Leur impact économique est considérable sur pouvoir d’achat des patients et de la société toute entière. Le coût des traitements est exorbitant et la qualité de vie des personnes affectées se dégrade par défaut d’une politique conséquente en la matière.
Dans une étude intitulée Prévention des maladies chroniques, un investissement vital, l’Organisation Mondiale de la Santé (OMS) constate qu’elles sont à l’origine de 80% des décès dans les pays pauvres où intermédiaire contre 20% seulement dans les pays à revenu élevé.
Parmi ces pathologies, le diabète qui fût longtemps considéré comme une maladie affectant les riches.
Or, depuis quelques années cette maladie chronique s’est de manière rapide dans toutes les couches sociales estime Demba MBow, infirmier d’état qui poursuit qu’elle « se manifeste par une grande fatigue et une envie fréquente d’uriner et c’est dans un centre hospitalier qu’on confirme au patient sa maladie après examen ».

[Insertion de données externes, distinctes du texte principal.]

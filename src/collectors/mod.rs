//! Evidence collectors, one per domain.
//!
//! Each collector attempts its core findings first (in-process system APIs
//! and platform-native utilities), then — when the session enables the
//! advanced tier — capability-gated findings that depend on optional
//! forensic tooling. A collector never errors past its own boundary: the
//! worst outcome of `execute` is an error-status [`CollectionResult`].

pub mod disk;
pub mod logs;
pub mod memory;
pub mod network;
pub mod report;

use crate::config::CustodyConfig;
use crate::exec::CommandRunner;
use crate::models::{CollectionResult, Domain};
use crate::probe::CapabilityProbe;
use crate::session::SessionContext;

pub use disk::DiskCollector;
pub use logs::LogCollector;
pub use memory::MemoryCollector;
pub use network::NetworkCollector;

/// Shared, read-only state handed to every collector in a session.
pub struct CollectorContext<'a> {
    pub session: &'a SessionContext,
    pub probe: &'a CapabilityProbe,
    pub runner: &'a CommandRunner,
    pub config: &'a CustodyConfig,
    pub advanced_enabled: bool,
}

/// One unit of evidence gathering over a single domain.
pub trait EvidenceCollector {
    fn domain(&self) -> Domain;

    /// Run every finding for this domain. Individual finding failures are
    /// recorded inside the result, never raised.
    fn execute(&mut self, ctx: &CollectorContext) -> CollectionResult;
}

/// Instantiate the collector for a domain.
pub fn collector_for(domain: Domain) -> Box<dyn EvidenceCollector> {
    match domain {
        Domain::Disk => Box::new(DiskCollector::new()),
        Domain::Memory => Box::new(MemoryCollector::new()),
        Domain::Network => Box::new(NetworkCollector::new()),
        Domain::Log => Box::new(LogCollector::new()),
    }
}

C’est cette maladie qui avait fauché en pleine prière le vieux Abdoulaye Amadou Ba, maitre d’école coranique au quartier PK 7, il avait cette maladie dite du sucre. Le diabète faut-il le rappeler, c’est avoir un taux élevé dans le sang, c’est une maladie incurable qui n’a que des calmants.
Le vieux Ba dont la fin du veuvage de l’épouse a pris fin le mardi passé avec des récitals coraniques, avait une progéniture nombreuse.
Ce sont ses enfants qui prirent la relève lorsque le septuagénaire n’avait plus les moyens de remplir ces obligations familiales et parentales imputables à son diabète, le laissant se consacrer à la mosquée, c’est dans ce lieu de culte que tous le trouvaient d’habitude, se consacrant à son créateur.
De son vivant selon ses proches, le vieux marabout aurait essayé avec la médecine traditionnelle plus portait à sa bourse sans succès, cette automédication qui n’avait pas permis de stabiliser sa maladie.
Devant le désespoir d’une guérison et l’absence de moyens financiers, il n’hésitait pas souvent à consommer des aliments proscrits aux diabétiques. Homme de foi, la mort ne lui faisait plus peur (pour l’avoir frôlée très souvent), elle a fini par avoir le dessus sur lui par l’une de crises fréquentes qui le plongeaient dans un état second.
La loyauté absolue de l’homme à la mosquée qui a toujours fait mon admiration a été saluée par tous devant sa veuve et ses enfants, aussi, nous souffrons tous de la perte du vieux Ba, dont la brutalité de sa disparition si cruelle, comme l’est toute disparition était « atténuée » par le lieu de sa mort, une mosquée dira l’imam de la mosquée où quatre mois auparavant il avait rendu l’âme.